Objective We aimed to determine whether cardiothoracic ratio (CTR) within the range conventionally considered normal predicted prognosis in patients undergoing coronary angiography.
Design Cohort study with a median of 7 years follow-up.
Setting Consecutive patients undergoing coronary angiography at Barts and The London NHS Trust.
Subjects 1005 patients with cardiothoracic ratios measured by chest radiography and who subsequently underwent coronary angiography. 7.3% of these patients had a CTR ≥0.5 and were excluded from the analyses.
Outcomes All cause mortality and coronary event (non-fatal myocardial infarction or coronary death). Adjustments were made for age, left ventricular dysfunction, ACE inhibitor treatment, body mass index, number of diseased coronary vessels and past coronary artery bypass surgery (CABG).

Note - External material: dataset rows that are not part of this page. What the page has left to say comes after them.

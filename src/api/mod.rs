// Kubo RPC API client
//
// Request/response shaping over the node's HTTP RPC (`/api/v0`). Kubo
// expects POST for every endpoint and answers with small JSON bodies.

use std::collections::HashMap;
use std::path::Path;
use std::time::Duration;

use reqwest::multipart;
use serde::Deserialize;
use serde_json::Value;
use tracing::debug;

use crate::cid::Cid;
use crate::config::ClientConfig;
use crate::errors::ApiError;

/// Options for `pin/ls`.
#[derive(Debug, Clone)]
pub struct PinLsOptions {
    /// Pin type filter: "direct", "indirect", "recursive", or "all".
    pub pin_type: String,
    /// Include pin names in the listing.
    pub names: bool,
}

impl Default for PinLsOptions {
    fn default() -> Self {
        Self {
            pin_type: "recursive".to_string(),
            names: false,
        }
    }
}

/// Options for `add`.
#[derive(Debug, Clone)]
pub struct AddOptions {
    pub cid_version: u8,
    pub pin: bool,
    /// Chunker spec, e.g. "size-262144".
    pub chunker: Option<String>,
    /// MFS path to copy the added file to (`to-files`).
    pub to_files: Option<String>,
}

impl Default for AddOptions {
    fn default() -> Self {
        Self {
            cid_version: 1,
            pin: true,
            chunker: None,
            to_files: None,
        }
    }
}

#[derive(Debug, Deserialize)]
struct AddResponse {
    #[serde(rename = "Hash")]
    hash: Option<String>,
}

#[derive(Debug, Deserialize)]
struct PinLsResponse {
    #[serde(rename = "Keys", default)]
    keys: Option<HashMap<String, Value>>,
}

#[derive(Debug, Deserialize)]
struct PinAddResponse {
    #[serde(rename = "Pins", default)]
    pins: Vec<String>,
}

/// HTTP client for the node's RPC API.
pub struct NodeApi {
    base_url: String,
    http: reqwest::Client,
    timeout: Duration,
}

impl NodeApi {
    pub fn new(config: &ClientConfig) -> Result<Self, ApiError> {
        Self::with_base_url(config.api_url(), config.request_timeout)
    }

    pub fn with_base_url(
        base_url: impl Into<String>,
        timeout: Duration,
    ) -> Result<Self, ApiError> {
        let http = reqwest::Client::builder()
            .timeout(timeout)
            .build()
            .map_err(ApiError::Http)?;

        Ok(Self {
            base_url: base_url.into(),
            http,
            timeout,
        })
    }

    pub fn base_url(&self) -> &str {
        &self.base_url
    }

    /// Identity/heartbeat request. Used as the daemon health check.
    pub async fn id(&self) -> Result<Value, ApiError> {
        let url = format!("{}/id", self.base_url);
        debug!(url = %url, "Requesting node identity");

        let response = self.http.post(&url).send().await.map_err(ApiError::Http)?;
        let response = Self::check_status(response).await?;
        response.json().await.map_err(ApiError::Http)
    }

    /// Pin a CID on the node.
    pub async fn pin_add(&self, cid: &Cid) -> Result<(), ApiError> {
        let url = format!("{}/pin/add", self.base_url);
        debug!(cid = %cid, "Pinning content");

        let response = self
            .http
            .post(&url)
            .query(&[("arg", cid.as_str())])
            .send()
            .await
            .map_err(ApiError::Http)?;
        let response = Self::check_status(response).await?;

        // The node answers with the resolved root CID(s) it pinned; an
        // empty array means nothing was pinned.
        let body: PinAddResponse = response.json().await.map_err(ApiError::Http)?;
        if body.pins.is_empty() {
            return Err(ApiError::Malformed { field: "Pins" });
        }
        Ok(())
    }

    /// List pinned CIDs. An empty pin set is an empty vec, not an error.
    pub async fn pin_ls(&self, opts: &PinLsOptions) -> Result<Vec<String>, ApiError> {
        let url = format!("{}/pin/ls", self.base_url);
        debug!(pin_type = %opts.pin_type, "Listing pins");

        let response = self
            .http
            .post(&url)
            .query(&[
                ("type", opts.pin_type.as_str()),
                ("names", if opts.names { "true" } else { "false" }),
            ])
            .send()
            .await
            .map_err(ApiError::Http)?;
        let response = Self::check_status(response).await?;

        let body: PinLsResponse = response.json().await.map_err(ApiError::Http)?;
        let mut cids: Vec<String> = body
            .keys
            .unwrap_or_default()
            .into_keys()
            .collect();
        cids.sort();
        Ok(cids)
    }

    /// Add a local file to the node, returning its CID.
    pub async fn add_file(&self, path: &Path, opts: &AddOptions) -> Result<Cid, ApiError> {
        let data = tokio::fs::read(path).await.map_err(|source| ApiError::Io {
            path: path.display().to_string(),
            source,
        })?;
        let file_name = path
            .file_name()
            .map(|n| n.to_string_lossy().into_owned())
            .unwrap_or_else(|| "file".to_string());
        self.add_bytes(data, &file_name, opts).await
    }

    /// Add in-memory bytes to the node, returning the resulting CID.
    pub async fn add_bytes(
        &self,
        data: Vec<u8>,
        file_name: &str,
        opts: &AddOptions,
    ) -> Result<Cid, ApiError> {
        let url = format!("{}/add", self.base_url);
        debug!(file = %file_name, bytes = data.len(), "Adding content to node");

        let mut query: Vec<(&str, String)> = vec![
            ("cid-version", opts.cid_version.to_string()),
            ("pin", opts.pin.to_string()),
        ];
        if let Some(chunker) = &opts.chunker {
            query.push(("chunker", chunker.clone()));
        }
        if let Some(to_files) = &opts.to_files {
            query.push(("to-files", to_files.clone()));
        }

        let part = multipart::Part::bytes(data).file_name(file_name.to_string());
        let form = multipart::Form::new().part("file", part);

        let response = self
            .http
            .post(&url)
            .query(&query)
            .multipart(form)
            // Uploads may outlast the control-plane bound; scale it.
            .timeout(self.timeout * 6)
            .send()
            .await
            .map_err(ApiError::Http)?;
        let response = Self::check_status(response).await?;

        // Kubo streams NDJSON progress events; the final line carries the
        // root hash.
        let text = response.text().await.map_err(ApiError::Http)?;
        let hash = text
            .lines()
            .rev()
            .filter(|line| !line.trim().is_empty())
            .find_map(|line| {
                serde_json::from_str::<AddResponse>(line)
                    .ok()
                    .and_then(|r| r.hash)
            })
            .ok_or(ApiError::Malformed { field: "Hash" })?;

        Ok(Cid::new(hash))
    }

    /// Ask the node to shut itself down.
    pub async fn shutdown(&self) -> Result<(), ApiError> {
        let url = format!("{}/shutdown", self.base_url);
        debug!(url = %url, "Requesting node shutdown");

        let response = self.http.post(&url).send().await.map_err(ApiError::Http)?;
        Self::check_status(response).await?;
        Ok(())
    }

    /// Copy content into the node's mutable files namespace.
    pub async fn files_cp(&self, source: &str, dest: &str) -> Result<(), ApiError> {
        let url = format!("{}/files/cp", self.base_url);
        debug!(source = %source, dest = %dest, "Copying into files API");

        let response = self
            .http
            .post(&url)
            .query(&[("arg", source), ("arg", dest)])
            .send()
            .await
            .map_err(ApiError::Http)?;
        Self::check_status(response).await?;
        Ok(())
    }

    async fn check_status(response: reqwest::Response) -> Result<reqwest::Response, ApiError> {
        let status = response.status();
        if status.is_success() {
            return Ok(response);
        }
        let body = response.text().await.unwrap_or_default();
        Err(ApiError::UnexpectedStatus {
            status: status.as_u16(),
            body,
        })
    }
}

Results The risk of death was increased among patients with a CTR in the upper part of the normal range. 94 (18.9%) of those with a CTR below the median of 0.42 died compared to 120 (27.8%) of those with a CTR between 0.42 and 0.49 (log-rank test p<0.001). After adjusting for potential confounders, this increased risk remained (adjusted hazard ratio 1.45, 95% CI 1.03-2.05). CTR, at these values of cardiothoracic ratio below 0.5, was linearly related to risk of coronary event (test for trend p= 0.024).
Conclusion In patients undergoing coronary angiography, CTR between 0.42 - 0.49 was associated with higher mortality than in patients with smaller hearts. There was evidence of a continuous increase in risk with higher CTR. These findings, along with those in healthy populations, question the conventional textbook cut-point of ≥0.5 being an abnormal CTR.